Each entry must appear in the answer exactly as written.

[Raw data Boundary: Start]

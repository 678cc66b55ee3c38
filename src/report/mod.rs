//! Per-node results and the report returned to callers.

use crate::error::{NodeErrorKind, NodeFailure, RunError};
use crate::graph::NodeId;
use crate::value::{Value, ValueType};
use ahash::AHashMap;

mod formatter;

pub use formatter::ReportFormatter;

/// The outcome of evaluating one node.
#[derive(Debug, Clone, PartialEq)]
pub enum ExecutionResult {
    Ok {
        value: Value,
        resolved_type: ValueType,
    },
    Err(NodeFailure),
}

impl ExecutionResult {
    pub fn ok(value: Value) -> Self {
        let resolved_type = value.value_type();
        ExecutionResult::Ok {
            value,
            resolved_type,
        }
    }

    pub fn err(kind: NodeErrorKind, message: impl Into<String>) -> Self {
        ExecutionResult::Err(NodeFailure::new(kind, message))
    }

    pub fn is_ok(&self) -> bool {
        matches!(self, ExecutionResult::Ok { .. })
    }

    pub fn is_err(&self) -> bool {
        !self.is_ok()
    }

    pub fn value(&self) -> Option<&Value> {
        match self {
            ExecutionResult::Ok { value, .. } => Some(value),
            ExecutionResult::Err(_) => None,
        }
    }

    pub fn failure(&self) -> Option<&NodeFailure> {
        match self {
            ExecutionResult::Ok { .. } => None,
            ExecutionResult::Err(failure) => Some(failure),
        }
    }

    pub fn error_kind(&self) -> Option<NodeErrorKind> {
        self.failure().map(|f| f.kind)
    }

    pub fn to_json(&self) -> serde_json::Value {
        match self {
            ExecutionResult::Ok {
                value,
                resolved_type,
            } => serde_json::json!({
                "status": "ok",
                "value": value.to_json(),
                "type": resolved_type.to_string(),
            }),
            ExecutionResult::Err(failure) => serde_json::json!({
                "status": "error",
                "kind": failure.kind.to_string(),
                "message": failure.message,
            }),
        }
    }
}

/// Append-only accumulator written by the driver during a run.
#[derive(Debug, Default)]
pub struct ResultStore {
    entries: Vec<(NodeId, ExecutionResult)>,
    index: AHashMap<NodeId, usize>,
}

impl ResultStore {
    pub fn with_capacity(capacity: usize) -> Self {
        Self {
            entries: Vec::with_capacity(capacity),
            index: AHashMap::with_capacity(capacity),
        }
    }

    pub fn insert(&mut self, id: NodeId, result: ExecutionResult) -> Result<(), RunError> {
        if self.index.contains_key(&id) {
            return Err(RunError::Internal(format!(
                "node '{}' was evaluated twice",
                id
            )));
        }
        self.index.insert(id.clone(), self.entries.len());
        self.entries.push((id, result));
        Ok(())
    }

    pub fn get(&self, id: &str) -> Option<&ExecutionResult> {
        self.index.get(id).map(|&i| &self.entries[i].1)
    }

    pub fn into_report(self) -> ExecutionReport {
        ExecutionReport {
            entries: self.entries,
            index: self.index,
        }
    }
}

/// Results of a finished run: one entry per node, in the order nodes were
/// committed, with keyed lookup.
#[derive(Debug, Clone, Default)]
pub struct ExecutionReport {
    entries: Vec<(NodeId, ExecutionResult)>,
    index: AHashMap<NodeId, usize>,
}

impl ExecutionReport {
    pub fn get(&self, id: &str) -> Option<&ExecutionResult> {
        self.index.get(id).map(|&i| &self.entries[i].1)
    }

    /// The value of `id`, if it evaluated successfully.
    pub fn value(&self, id: &str) -> Option<&Value> {
        self.get(id).and_then(ExecutionResult::value)
    }

    pub fn contains(&self, id: &str) -> bool {
        self.index.contains_key(id)
    }

    pub fn len(&self) -> usize {
        self.entries.len()
    }

    pub fn is_empty(&self) -> bool {
        self.entries.is_empty()
    }

    /// Entries in commit order.
    pub fn iter(&self) -> impl Iterator<Item = (&str, &ExecutionResult)> {
        self.entries.iter().map(|(id, r)| (id.as_str(), r))
    }

    /// Node ids in commit order.
    pub fn order(&self) -> impl Iterator<Item = &str> {
        self.entries.iter().map(|(id, _)| id.as_str())
    }

    pub fn ok_count(&self) -> usize {
        self.entries.iter().filter(|(_, r)| r.is_ok()).count()
    }

    pub fn failed_count(&self) -> usize {
        self.entries.len() - self.ok_count()
    }

    /// `{"<id>": {"status": ...}}`, keyed by node id.
    pub fn to_json(&self) -> serde_json::Value {
        let map = self
            .entries
            .iter()
            .map(|(id, r)| (id.clone(), r.to_json()))
            .collect::<serde_json::Map<_, _>>();
        serde_json::Value::Object(map)
    }
}

#[cfg(test)]
mod tests {
    use super::*;

    #[test]
    fn store_rejects_second_write() {
        let mut store = ResultStore::default();
        store
            .insert("n1".to_string(), ExecutionResult::ok(Value::Number(1.0)))
            .unwrap();
        let second = store.insert("n1".to_string(), ExecutionResult::ok(Value::Number(2.0)));
        assert!(matches!(second, Err(RunError::Internal(_))));
        assert_eq!(store.get("n1").and_then(|r| r.value()), Some(&Value::Number(1.0)));
    }

    #[test]
    fn report_keeps_commit_order_and_counts() {
        let mut store = ResultStore::with_capacity(2);
        store
            .insert("b".to_string(), ExecutionResult::ok(Value::Bool(true)))
            .unwrap();
        store
            .insert(
                "a".to_string(),
                ExecutionResult::err(NodeErrorKind::Timeout, "too slow"),
            )
            .unwrap();
        let report = store.into_report();
        assert_eq!(report.order().collect::<Vec<_>>(), vec!["b", "a"]);
        assert_eq!(report.ok_count(), 1);
        assert_eq!(report.failed_count(), 1);
        assert_eq!(report.get("a").unwrap().error_kind(), Some(NodeErrorKind::Timeout));
    }

    #[test]
    fn json_shape() {
        let mut store = ResultStore::default();
        store
            .insert("n1".to_string(), ExecutionResult::ok(Value::Number(5.0)))
            .unwrap();
        let json = store.into_report().to_json();
        assert_eq!(
            json,
            serde_json::json!({"n1": {"status": "ok", "value": 5.0, "type": "number"}})
        );
    }
}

[Raw data Boundary: End]

> Task response
repository 678cc66b55ee3c38
filename src/report/mod.rs
//! Per-node results and the report returned to callers.

use crate::error::{NodeErrorKind, NodeFailure, RunError};
use crate::graph::NodeId;
use crate::value::{Value, ValueType};
use ahash::AHashMap;

mod formatter;

pub use formatter::ReportFormatter;

/// The outcome of evaluating one node.
#[derive(Debug, Clone, PartialEq)]
pub enum ExecutionResult {
    Ok {
        value: Value,
        resolved_type: ValueType,
    },
    Err(NodeFailure),
}

impl ExecutionResult {
    pub fn ok(value: Value) -> Self {
        let resolved_type = value.value_type();
        ExecutionResult::Ok {
            value,
            resolved_type,
        }
    }

    pub fn err(kind: NodeErrorKind, message: impl Into<String>) -> Self {
        ExecutionResult::Err(NodeFailure::new(kind, message))
    }

    pub fn is_ok(&self) -> bool {
        matches!(self, ExecutionResult::Ok { .. })
    }

    pub fn is_err(&self) -> bool {
        !self.is_ok()
    }

    pub fn value(&self) -> Option<&Value> {
        match self {
            ExecutionResult::Ok { value, .. } => Some(value),
            ExecutionResult::Err(_) => None,
        }
    }

    pub fn failure(&self) -> Option<&NodeFailure> {
        match self {
            ExecutionResult::Ok { .. } => None,
            ExecutionResult::Err(failure) => Some(failure),
        }
    }

    pub fn error_kind(&self) -> Option<NodeErrorKind> {
        self.failure().map(|f| f.kind)
    }

    pub fn to_json(&self) -> serde_json::Value {
        match self {
            ExecutionResult::Ok {
                value,
                resolved_type,
            } => serde_json::json!({
                "status": "ok",
                "value": value.to_json(),
                "type": resolved_type.to_string(),
            }),
            ExecutionResult::Err(failure) => serde_json::json!({
                "status": "error",
                "kind": failure.kind.to_string(),
                "message": failure.message,
            }),
        }
    }
}

/// Append-only accumulator written by the driver during a run.
#[derive(Debug, Default)]
pub struct ResultStore {
    entries: Vec<(NodeId, ExecutionResult)>,
    index: AHashMap<NodeId, usize>,
}

impl ResultStore {
    pub fn with_capacity(capacity: usize) -> Self {
        Self {
            entries: Vec::with_capacity(capacity),
            index: AHashMap::with_capacity(capacity),
        }
    }

    pub fn insert(&mut self, id: NodeId, result: ExecutionResult) -> Result<(), RunError> {
        if self.index.contains_key(&id) {
            return Err(RunError::Internal(format!(
                "node '{}' was evaluated twice",
                id
            )));
        }
        self.index.insert(id.clone(), self.entries.len());
        self.entries.push((id, result));
        Ok(())
    }

    pub fn get(&self, id: &str) -> Option<&ExecutionResult> {
        self.index.get(id).map(|&i| &self.entries[i].1)
    }

    pub fn into_report(self) -> ExecutionReport {
        ExecutionReport {
            entries: self.entries,
            index: self.index,
        }
    }
}

/// Results of a finished run: one entry per node, in the order nodes were
/// committed, with keyed lookup.
#[derive(Debug, Clone, Default)]
pub struct ExecutionReport {
    entries: Vec<(NodeId, ExecutionResult)>,
    index: AHashMap<NodeId, usize>,
}

impl ExecutionReport {
    pub fn get(&self, id: &str) -> Option<&ExecutionResult> {
        self.index.get(id).map(|&i| &self.entries[i].1)
    }

    /// The value of `id`, if it evaluated successfully.
    pub fn value(&self, id: &str) -> Option<&Value> {
        self.get(id).and_then(ExecutionResult::value)
    }

    pub fn contains(&self, id: &str) -> bool {
        self.index.contains_key(id)
    }

    pub fn len(&self) -> usize {
        self.entries.len()
    }

    pub fn is_empty(&self) -> bool {
        self.entries.is_empty()
    }

    /// Entries in commit order.
    pub fn iter(&self) -> impl Iterator<Item = (&str, &ExecutionResult)> {
        self.entries.iter().map(|(id, r)| (id.as_str(), r))
    }

    /// Node ids in commit order.
    pub fn order(&self) -> impl Iterator<Item = &str> {
        self.entries.iter().map(|(id, _)| id.as_str())
    }

    pub fn ok_count(&self) -> usize {
        self.entries.iter().filter(|(_, r)| r.is_ok()).count()
    }

    pub fn failed_count(&self) -> usize {
        self.entries.len() - self.ok_count()
    }

    /// `{"<id>": {"status": ...}}`, keyed by node id.
    pub fn to_json(&self) -> serde_json::Value {
        let map = self
            .entries
            .iter()
            .map(|(id, r)| (id.clone(), r.to_json()))
            .collect::<serde_json::Map<_, _>>();
        serde_json::Value::Object(map)
    }
}

#[cfg(test)]
mod tests {
    use super::*;

    #[test]
    fn store_rejects_second_write() {
        let mut store = ResultStore::default();
        store
            .insert("n1".to_string(), ExecutionResult::ok(Value::Number(1.0)))
            .unwrap();
        let second = store.insert("n1".to_string(), ExecutionResult::ok(Value::Number(2.0)));
        assert!(matches!(second, Err(RunError::Internal(_))));
        assert_eq!(store.get("n1").and_then(|r| r.value()), Some(&Value::Number(1.0)));
    }

    #[test]
    fn report_keeps_commit_order_and_counts() {
        let mut store = ResultStore::with_capacity(2);
        store
            .insert("b".to_string(), ExecutionResult::ok(Value::Bool(true)))
            .unwrap();
        store
            .insert(
                "a".to_string(),
                ExecutionResult::err(NodeErrorKind::Timeout, "too slow"),
            )
            .unwrap();
        let report = store.into_report();
        assert_eq!(report.order().collect::<Vec<_>>(), vec!["b", "a"]);
        assert_eq!(report.ok_count(), 1);
        assert_eq!(report.failed_count(), 1);
        assert_eq!(report.get("a").unwrap().error_kind(), Some(NodeErrorKind::Timeout));
    }

    #[test]
    fn json_shape() {
        let mut store = ResultStore::default();
        store
            .insert("n1".to_string(), ExecutionResult::ok(Value::Number(5.0)))
            .unwrap();
        let json = store.into_report().to_json();
        assert_eq!(
            json,
            serde_json::json!({"n1": {"status": "ok", "value": 5.0, "type": "number"}})
        );
    }
}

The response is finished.